« Il est des monuments qu’il faut qu’on tue ! » Publiée en 1923 dans les colonnes d’un quotidien culturel [1], cette sentence d’une violence sans appel témoigne de l’opprobre alors jetée sur les vespasiennes, précipitées dans les basses-fosses de l’histoire au tournant des années 1980. Des toilettes publiques aux oubliettes ? Autrefois intimement liées au paysage parisien, les tasses ont trépassé lorsque la morale s’en est mêlée…
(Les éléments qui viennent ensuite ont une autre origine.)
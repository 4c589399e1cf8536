//! # Order Assembler
//!
//! Combines cart lines with the pricing, tax, and shipping calculators
//! into the canonical order record. This is the single place order totals
//! are computed; nothing downstream ever re-prices.
//!
//! The assembler is pure: catalog items are resolved by the caller and
//! passed in, and the staged stock decrements are returned for the caller
//! to apply (order insert first, then decrements; see the placement
//! service).

use crate::catalog::{CatalogItem, Currency};
use crate::error::{StoreError, StoreResult};
use crate::order::{CustomerInfo, LineKind, Order, OrderLine, OrderStatus, PaymentMethod};
use crate::pricing::TierPricer;
use crate::shipping::quote_shipping;
use crate::tax::calculate_tax;
use chrono::Utc;
use serde::{Deserialize, Serialize};
use std::collections::HashMap;

/// A cart line as submitted by the client
#[derive(Debug, Clone, Serialize, Deserialize)]
pub struct CartLine {
    pub item_id: String,

    pub quantity: u32,

    /// Client-side price snapshot; used only when the catalog lookup
    /// misses, never preferred over live data
    #[serde(skip_serializing_if = "Option::is_none")]
    pub price_snapshot_cents: Option<i64>,

    /// Client-side name snapshot, same fallback rule
    #[serde(skip_serializing_if = "Option::is_none")]
    pub name_snapshot: Option<String>,
}

/// Where the order ships
#[derive(Debug, Clone, Default, Serialize, Deserialize)]
pub struct Destination {
    /// Province/territory code (drives tax)
    pub region: String,

    /// Postal code (drives the shipping zone)
    pub postal_code: String,
}

/// A staged inventory write: set `item_id`'s stock to `next_stock`
#[derive(Debug, Clone, PartialEq, Eq)]
pub struct StockUpdate {
    pub item_id: String,
    pub next_stock: u32,
}

/// Assembly result: the order plus the inventory writes it implies
#[derive(Debug, Clone)]
pub struct AssembledOrder {
    pub order: Order,
    pub stock_updates: Vec<StockUpdate>,
}

/// Assemble a canonical order from cart lines.
///
/// `resolved` holds the catalog items the caller managed to fetch, keyed
/// by id. A line whose item is missing from the map falls back to its
/// client snapshot (the line survives, the order does not fail); a line
/// with neither live data nor a snapshot price cannot be priced and
/// rejects the order.
pub fn assemble(
    cart: &[CartLine],
    customer: CustomerInfo,
    destination: &Destination,
    method: PaymentMethod,
    resolved: &HashMap<String, CatalogItem>,
    pricer: &TierPricer,
) -> StoreResult<AssembledOrder> {
    if customer.email.trim().is_empty() {
        return Err(StoreError::validation("customer email is required"));
    }
    if cart.is_empty() {
        return Err(StoreError::validation("order has no items"));
    }

    let mut lines = Vec::with_capacity(cart.len());
    let mut stock_updates = Vec::new();
    let mut currency: Option<Currency> = None;

    for cart_line in cart {
        if cart_line.quantity == 0 {
            return Err(StoreError::validation(format!(
                "quantity for item {} must be at least 1",
                cart_line.item_id
            )));
        }

        match resolved.get(&cart_line.item_id) {
            Some(item) => {
                let unit_price_cents = pricer.unit_price_cents(item, cart_line.quantity);
                lines.push(OrderLine::from_catalog_item(
                    item,
                    unit_price_cents,
                    cart_line.quantity,
                ));
                currency.get_or_insert(item.currency);
                stock_updates.push(StockUpdate {
                    item_id: item.id.clone(),
                    next_stock: item.stock.saturating_sub(cart_line.quantity),
                });
            }
            None => {
                let Some(snapshot_cents) = cart_line.price_snapshot_cents else {
                    return Err(StoreError::validation(format!(
                        "item {} is unavailable and carries no price snapshot",
                        cart_line.item_id
                    )));
                };
                lines.push(OrderLine {
                    item_id: cart_line.item_id.clone(),
                    name: cart_line
                        .name_snapshot
                        .clone()
                        .unwrap_or_else(|| cart_line.item_id.clone()),
                    description: None,
                    unit_price_cents: snapshot_cents.max(0),
                    quantity: cart_line.quantity,
                    kind: LineKind::Product,
                });
            }
        }
    }

    let subtotal_cents: i64 = lines.iter().map(|l| l.total_cents()).sum();
    let tax = calculate_tax(subtotal_cents, &destination.region);
    let shipping = quote_shipping(&destination.postal_code);
    let total_cents = subtotal_cents + shipping.cost.billable_cents() + tax.total_cents;

    let now = Utc::now();
    let order = Order {
        id: Order::generate_id(now),
        status: OrderStatus::Pending,
        payment_method: method,
        customer,
        lines,
        shipping: (&shipping).into(),
        tax: (&tax).into(),
        subtotal_cents,
        total_cents,
        currency: currency.unwrap_or_default(),
        processor: None,
        invoice_id: None,
        created_at: now,
    };

    debug_assert!(order.totals_consistent());

    Ok(AssembledOrder {
        order,
        stock_updates,
    })
}
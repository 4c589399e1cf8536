//! # Application State
//!
//! Shared state for the Axum application: typed environment config, the
//! store implementations, the optional payment and accounting
//! integrations, and the background task queue.
//!
//! Integrations are optional by construction: a wholly absent `SQUARE_*`
//! or `QBO_*` block leaves the corresponding field `None` and the
//! endpoints that need it answer `503 not configured`. Partial or invalid
//! blocks fail startup instead, so a misconfigured deployment never comes
//! up half-working.

use crate::session::{BoxedSessionStore, TtlSessionStore};
use crate::stores::{MemoryCatalogStore, MemoryOrderStore};
use crate::tasks::{Task, TaskQueue};
use crate::{ledger::TracingLedger, notify::TracingNotifier};
use std::sync::Arc;
use store_core::{
    BoxedCatalogStore, BoxedLedgerMirror, BoxedNotifier, BoxedOrderStore, BoxedProcessorClient,
    Catalog, TierPricer,
};
use store_qbo::oauth::FileTokenStore;
use store_qbo::{InvoiceEngine, InvoiceSyncPolicy, QboConfig, TokenManager};
use store_square::SquareGateway;
use tokio::sync::mpsc;

/// Application configuration
#[derive(Debug, Clone)]
pub struct AppConfig {
    /// Host to bind to
    pub host: String,
    /// Port to listen on
    pub port: u16,
    /// Public base URL for redirect/thank-you links
    pub site_url: String,
    /// Product catalog TOML path
    pub catalog_path: String,
    /// Bearer token for the admin routes; admin surface is off when unset
    pub admin_api_token: Option<String>,
    /// Destination for admin order/payment alerts; alerts skipped when unset
    pub admin_email: Option<String>,
}

impl AppConfig {
    /// Load from environment variables
    pub fn from_env() -> Self {
        dotenvy::dotenv().ok();

        Self {
            host: std::env::var("HOST").unwrap_or_else(|_| "0.0.0.0".to_string()),
            port: std::env::var("PORT")
                .ok()
                .and_then(|p| p.parse().ok())
                .unwrap_or(8080),
            site_url: std::env::var("SITE_URL")
                .unwrap_or_else(|_| "http://localhost:8080".to_string()),
            catalog_path: std::env::var("PRODUCT_CATALOG_PATH")
                .unwrap_or_else(|_| "config/products.toml".to_string()),
            admin_api_token: non_empty("ADMIN_API_TOKEN"),
            admin_email: non_empty("ADMIN_EMAIL"),
        }
    }

    /// Get the socket address to bind to
    pub fn socket_addr(&self) -> std::net::SocketAddr {
        format!("{}:{}", self.host, self.port)
            .parse()
            .expect("Invalid socket address")
    }

    /// `site_url` without a trailing slash, for building redirect links
    pub fn site_base(&self) -> &str {
        self.site_url.trim_end_matches('/')
    }
}

fn non_empty(name: &str) -> Option<String> {
    std::env::var(name)
        .ok()
        .map(|v| v.trim().to_string())
        .filter(|v| !v.is_empty())
}

/// Shared application state
#[derive(Clone)]
pub struct AppState {
    /// Application config
    pub config: AppConfig,
    /// Catalog store (in-memory, seeded from the catalog TOML)
    pub catalog: BoxedCatalogStore,
    /// Order store
    pub orders: BoxedOrderStore,
    /// Volume-tier pricer
    pub pricer: Arc<TierPricer>,
    /// Hosted-checkout processor; `None` when Square is unconfigured
    pub processor: Option<BoxedProcessorClient>,
    /// Invoice sync engine; `None` when QuickBooks is unconfigured
    pub invoices: Option<Arc<InvoiceEngine>>,
    /// QuickBooks OAuth manager, for the connect/callback/status routes
    pub qbo_auth: Option<Arc<TokenManager>>,
    /// QuickBooks settings (environment, sync policy) for status reporting
    pub qbo_config: Option<QboConfig>,
    /// Outbound notification sink
    pub notifier: BoxedNotifier,
    /// Back-office ledger mirror
    pub ledger: BoxedLedgerMirror,
    /// TTL store for thank-you-page status tokens
    pub sessions: BoxedSessionStore,
    /// Background task queue (submit side)
    pub tasks: TaskQueue,
}

impl AppState {
    /// Build the full application state from the environment.
    ///
    /// Returns the state plus the receive side of the task queue; the
    /// caller spawns the worker loop over it.
    pub fn new() -> anyhow::Result<(Self, mpsc::Receiver<Task>)> {
        let config = AppConfig::from_env();

        let catalog_file = load_catalog(&config.catalog_path)?;
        let pricer = if catalog_file.tiers.is_empty() {
            TierPricer::default_table()
        } else {
            TierPricer::from_tiers(catalog_file.tiers.clone())
        };

        let processor = SquareGateway::from_env()
            .map_err(|e| anyhow::anyhow!("Failed to initialize Square: {}", e))?
            .map(|gateway| Arc::new(gateway) as BoxedProcessorClient);

        let qbo_config = QboConfig::from_env()
            .map_err(|e| anyhow::anyhow!("Failed to initialize QuickBooks: {}", e))?;
        let (invoices, qbo_auth) = match &qbo_config {
            Some(qbo) => {
                let store = Arc::new(FileTokenStore::new(qbo.token_path.clone()));
                let tokens = Arc::new(TokenManager::new(qbo.clone(), store));
                let engine = Arc::new(InvoiceEngine::new(qbo.clone(), tokens.clone()));
                (Some(engine), Some(tokens))
            }
            None => (None, None),
        };

        let (tasks, task_rx) = TaskQueue::new(256);

        let state = Self {
            config,
            catalog: Arc::new(MemoryCatalogStore::with_items(catalog_file.items)),
            orders: Arc::new(MemoryOrderStore::new()),
            pricer: Arc::new(pricer),
            processor,
            invoices,
            qbo_auth,
            qbo_config,
            notifier: Arc::new(TracingNotifier),
            ledger: Arc::new(TracingLedger),
            sessions: Arc::new(TtlSessionStore::new()),
            tasks,
        };

        Ok((state, task_rx))
    }

    /// Effective invoice sync policy; `manual` while QuickBooks is off
    pub fn invoice_sync_policy(&self) -> InvoiceSyncPolicy {
        self.qbo_config
            .as_ref()
            .map(|qbo| qbo.sync_policy)
            .unwrap_or(InvoiceSyncPolicy::Manual)
    }

    /// Submit a background invoice sync if the engine is up
    pub fn submit_invoice_sync(&self, order_id: &str) {
        if self.invoices.is_some() {
            self.tasks.submit(Task::SyncInvoice {
                order_id: order_id.to_string(),
            });
        }
    }
}

/// Load the product catalog from the configured path, falling back to the
/// workspace-relative locations so `cargo run -p store-api` works too.
/// A missing file is a warning, not an error: the storefront comes up
/// with an empty catalog (snapshot-priced orders still work).
fn load_catalog(configured: &str) -> anyhow::Result<Catalog> {
    let candidates = [
        configured.to_string(),
        format!("../{}", configured),
        format!("../../{}", configured),
    ];

    for path in &candidates {
        if let Ok(content) = std::fs::read_to_string(path) {
            let catalog = Catalog::from_toml(&content)
                .map_err(|e| anyhow::anyhow!("Failed to parse {}: {}", path, e))?;
            tracing::info!("Loaded {} products from {}", catalog.len(), path);
            return Ok(catalog);
        }
    }

    tracing::warn!("No product catalog found at {}, starting empty", configured);
    Ok(Catalog::new())
}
C’est à un empereur qui tenait à mourir comme un homme urine, c’est-à-dire « debout » [2], que les vespasiennes doivent leur nom. Celui-là même qui, ayant levé un nouvel impôt sur l’urine 70 ans après le début de notre ère [3], balaya la contestation d’un constat encore d’actualité dans le monde des affaires et ses plus troubles des transactions : l’argent n’a pas d’odeur, quelle que soit son origine, fut-elle fétide [4]. Un parfum de morale et d’interdit entoure pourtant ces constructions dont il ne subsiste (presque) rien aujourd’hui. Car, en toute logique, les précieux édicules [5], apparus sur les trottoirs de la capitale à l’orée des années 1830, devraient porter le patronyme de celui qui organisa leur déploiement. Bien qu’il ordonna l’installation de plus de 450 de ces urinoirs dans Paris, le comte de Rambuteau (1781-1869), alias Claude-Philibert Barthelot, préfet de la Seine de 1833 à 1848, fit en sorte que les nouvelles « colonnes Rambuteau » moquées par ses détracteurs [6] soient vite associées à Vespasien, dont les levées en liquide (un mot dont le double sens s’apprécie pleinement ici) financèrent des choses aussi monumentales que… le Colisée.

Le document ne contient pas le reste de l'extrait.